_WHAT TO PRODUCE_
Word for word, return the entries listed below.
☆ ☆ ☆
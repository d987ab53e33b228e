//! Full-state snapshots delivered to browser observers.

use serde::{Deserialize, Serialize};
use serde_json::Value;

use crate::ids::SessionId;
use crate::session::{SearchState, ViewMode};

/// Banner as seen by the browser. The browser counts `remaining_seconds`
/// down locally between snapshots.
#[derive(Clone, Debug, PartialEq, Eq, Serialize, Deserialize)]
pub struct StatusBanner {
    pub text: String,
    pub remaining_seconds: u64,
}

/// The complete UI-relevant state of a session at one store version.
#[derive(Clone, Debug, PartialEq, Serialize, Deserialize)]
pub struct StateSnapshot {
    pub session_id: SessionId,
    pub version: u64,
    pub search: Option<SearchState>,
    pub current_job: Option<Value>,
    pub view_mode: ViewMode,
    pub status_message: Option<StatusBanner>,
}

/// What a browser renders from the last snapshot it applied.
#[derive(Clone, Debug, Default, PartialEq)]
pub enum Screen {
    #[default]
    Blank,
    Results {
        query: String,
        titles: Vec<String>,
        total_count: u64,
    },
    Detail {
        title: String,
    },
}

/// Render-from-snapshot model of a browser observer. The rendered screen is
/// a function of the last snapshot only, never of the history of snapshots.
#[derive(Clone, Debug, Default, PartialEq)]
pub struct ObserverView {
    screen: Screen,
    banner: Option<StatusBanner>,
}

impl ObserverView {
    pub fn apply(&mut self, snapshot: &StateSnapshot) {
        self.screen = match (snapshot.view_mode, &snapshot.current_job, &snapshot.search) {
            (ViewMode::Detail, Some(job), _) => Screen::Detail {
                title: job_title(job),
            },
            (_, _, Some(search)) => Screen::Results {
                query: search.query.clone(),
                titles: search.results.iter().map(job_title).collect(),
                total_count: search.total_count,
            },
            _ => Screen::Blank,
        };
        self.banner.clone_from(&snapshot.status_message);
    }

    pub fn screen(&self) -> &Screen {
        &self.screen
    }

    pub fn banner(&self) -> Option<&StatusBanner> {
        self.banner.as_ref()
    }
}

fn job_title(job: &Value) -> String {
    job.get("title")
        .and_then(Value::as_str)
        .unwrap_or_default()
        .to_owned()
}
//! # jobline-core
//!
//! Shared vocabulary for the jobline relay:
//!
//! - **Branded IDs**: `SessionId`, `InstanceId`, `ConnectionId`
//! - **Session model**: the versioned `Session` record and the `Mutation` entry point
//! - **Snapshots**: full-state `StateSnapshot` broadcast to browser observers
//! - **Protocol**: browser-facing inbound/outbound message envelopes
//! - **Errors**: `RelayError` taxonomy with machine-readable codes
//! - **Reconnect**: backoff math and the client connection state machine

#![deny(unsafe_code)]

pub mod errors;
pub mod ids;
pub mod protocol;
pub mod reconnect;
pub mod retry;
pub mod session;
pub mod snapshot;

pub use errors::RelayError;
pub use ids::{ConnectionId, InstanceId, SessionId};
pub use session::{Mutation, Session, VersionedSession};
pub use snapshot::StateSnapshot;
☆ ☆ ☆
_ANSWER TO THIS PROBLEM_
repository d987ab53e33b228e
//! Full-state snapshots delivered to browser observers.

use serde::{Deserialize, Serialize};
use serde_json::Value;

use crate::ids::SessionId;
use crate::session::{SearchState, ViewMode};

/// Banner as seen by the browser. The browser counts `remaining_seconds`
/// down locally between snapshots.
#[derive(Clone, Debug, PartialEq, Eq, Serialize, Deserialize)]
pub struct StatusBanner {
    pub text: String,
    pub remaining_seconds: u64,
}

/// The complete UI-relevant state of a session at one store version.
#[derive(Clone, Debug, PartialEq, Serialize, Deserialize)]
pub struct StateSnapshot {
    pub session_id: SessionId,
    pub version: u64,
    pub search: Option<SearchState>,
    pub current_job: Option<Value>,
    pub view_mode: ViewMode,
    pub status_message: Option<StatusBanner>,
}

/// What a browser renders from the last snapshot it applied.
#[derive(Clone, Debug, Default, PartialEq)]
pub enum Screen {
    #[default]
    Blank,
    Results {
        query: String,
        titles: Vec<String>,
        total_count: u64,
    },
    Detail {
        title: String,
    },
}

/// Render-from-snapshot model of a browser observer. The rendered screen is
/// a function of the last snapshot only, never of the history of snapshots.
#[derive(Clone, Debug, Default, PartialEq)]
pub struct ObserverView {
    screen: Screen,
    banner: Option<StatusBanner>,
}

impl ObserverView {
    pub fn apply(&mut self, snapshot: &StateSnapshot) {
        self.screen = match (snapshot.view_mode, &snapshot.current_job, &snapshot.search) {
            (ViewMode::Detail, Some(job), _) => Screen::Detail {
                title: job_title(job),
            },
            (_, _, Some(search)) => Screen::Results {
                query: search.query.clone(),
                titles: search.results.iter().map(job_title).collect(),
                total_count: search.total_count,
            },
            _ => Screen::Blank,
        };
        self.banner.clone_from(&snapshot.status_message);
    }

    pub fn screen(&self) -> &Screen {
        &self.screen
    }

    pub fn banner(&self) -> Option<&StatusBanner> {
        self.banner.as_ref()
    }
}

fn job_title(job: &Value) -> String {
    job.get("title")
        .and_then(Value::as_str)
        .unwrap_or_default()
        .to_owned()
}
//! # jobline-core
//!
//! Shared vocabulary for the jobline relay:
//!
//! - **Branded IDs**: `SessionId`, `InstanceId`, `ConnectionId`
//! - **Session model**: the versioned `Session` record and the `Mutation` entry point
//! - **Snapshots**: full-state `StateSnapshot` broadcast to browser observers
//! - **Protocol**: browser-facing inbound/outbound message envelopes
//! - **Errors**: `RelayError` taxonomy with machine-readable codes
//! - **Reconnect**: backoff math and the client connection state machine

#![deny(unsafe_code)]

pub mod errors;
pub mod ids;
pub mod protocol;
pub mod reconnect;
pub mod retry;
pub mod session;
pub mod snapshot;

pub use errors::RelayError;
pub use ids::{ConnectionId, InstanceId, SessionId};
pub use session::{Mutation, Session, VersionedSession};
pub use snapshot::StateSnapshot;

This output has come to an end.